Dernier message de Téhéran



Depuis des années, mon quotidien intime est fait de fils invisibles tendus entre Paris et Téhéran. Ces fils ont toujours été ténus - du temps de Yahoo et AOL déjà, remplacés depuis par Whatsapp, Signal, etc. Depuis les manifestations qui ont suivi la mort de Mahsa, ces fils se sont, un à un, brisés. Mais juste avant le black out, j'avais reçu ce courrier, écrit pour vous, lecteurs de France.

À qui voudra bien l'entendre (une lettre de l'intérieur, pour ceux qui sont à l'extérieur)
Cher lecteur, lectrice,
Tout d'abord, je voudrais te remercier. Merci d'avoir posé des questions, et merci de te soucier de nos réponses.
Parfois, ça signifie tellement, juste de savoir que quelqu'un se soucie de nous.
Je t'écris depuis une matinée plutôt calme et ensoleillée. On dirait que la marée humaine s'est retirée pour panser ses blessures et vaquer à ses occupations.
La nuit dernière a été encore plus violente que les précédentes, ici dans notre quartier. Les fusils à plomb ont été rejoints par des Ak47, autrement connus sous le nom de Kalachnikov.
Notre président vient de rentrer de New York, et comme il n'a plus de souci à se faire pour sa propre sécurité et qu'il a fini de prendre le thé avec des officiels étrangers, il n'a plus besoin de se retenir... La saison est ouverte comme on dit. Et c'est nous le gibier. Avant de commencer à expliquer certaines choses, je dois préciser que je ne représente personne. Personne ne m'a élu et ici, dans cette note, il n'y a que mon opinion - la mienne et celle de personne d'autre. Chacun peut être d'accord avec moi ou non, et se demander si d'autres seraient d'accord ou non avec ce qui est écrit ici.

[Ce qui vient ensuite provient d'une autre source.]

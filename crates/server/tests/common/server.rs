//! Server test utilities.

use bouncer_core::{AppConfig, ListConfig, ListType};
use bouncer_server::{create_router, AppState, Registry};
use tempfile::TempDir;

/// A test server wrapper with its backing chunk data on disk.
/// Note: #[allow(dead_code)] because each test file compiles common/ separately.
#[allow(dead_code)]
pub struct TestServer {
    pub router: axum::Router,
    pub state: AppState,
    pub temp_dir: TempDir,
}

#[allow(dead_code)]
impl TestServer {
    /// Create a test server. The modifier receives the temp dir path and the
    /// default config; it writes chunk files into the temp dir and registers
    /// lists pointing at them.
    pub async fn with_config<F>(modifier: F) -> Self
    where
        F: FnOnce(&std::path::Path, &mut AppConfig),
    {
        let temp_dir = tempfile::tempdir().expect("Failed to create temp directory");

        let mut config = AppConfig::default();
        modifier(temp_dir.path(), &mut config);

        let registry = Registry::build(&config).expect("Failed to build registry");
        registry.warm().await;

        let state = AppState::new(config, registry);
        let router = create_router(state.clone());

        Self {
            router,
            state,
            temp_dir,
        }
    }
}

/// A digest256 list config pointing at a file inside the test temp dir.
#[allow(dead_code)]
pub fn digest256_list(name: &str, base: &std::path::Path) -> ListConfig {
    ListConfig {
        name: name.to_string(),
        list_type: ListType::Digest256,
        source: base.join(name).display().to_string(),
        redirect_url: None,
        not_publishing_deltas: false,
        refresh_check_interval_secs: None,
        versions: Vec::new(),
        versioned_source: None,
    }
}

/// A shavar list config pointing at a file inside the test temp dir.
#[allow(dead_code)]
pub fn shavar_list(name: &str, base: &std::path::Path, redirect_url: &str) -> ListConfig {
    ListConfig {
        name: name.to_string(),
        list_type: ListType::Shavar,
        source: base.join(name).display().to_string(),
        redirect_url: Some(redirect_url.to_string()),
        not_publishing_deltas: false,
        refresh_check_interval_secs: None,
        versions: Vec::new(),
        versioned_source: None,
    }
}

Je ferai de mon mieux pour être concis, principalement parce que je tape d'une main, et qu'elle est en piteux état. Et puis je n'ai pas beaucoup de temps devant moi, avant que le rideau ne tombe.
Alors, voilà :
1-Tout d'abord, tu n'es pas libre, sauf si je le suis. Ne te considère pas comme libre, simplement parce qu'on te dit que tu l'es. Tu ne seras libre que si tu es en capacité de promouvoir et de défendre ma liberté. Peu importe qui ou alors où je suis. Cela, je pourrais l'expliquer plus en détail, mais laissons les longues digressions pour un autre jour.
Aujourd'hui, comprends-moi, nous manquons un peu de temps. Souviens toi simplement que la liberté, quand elle n'est pas partagée par tous, se nomme en réalité privilège.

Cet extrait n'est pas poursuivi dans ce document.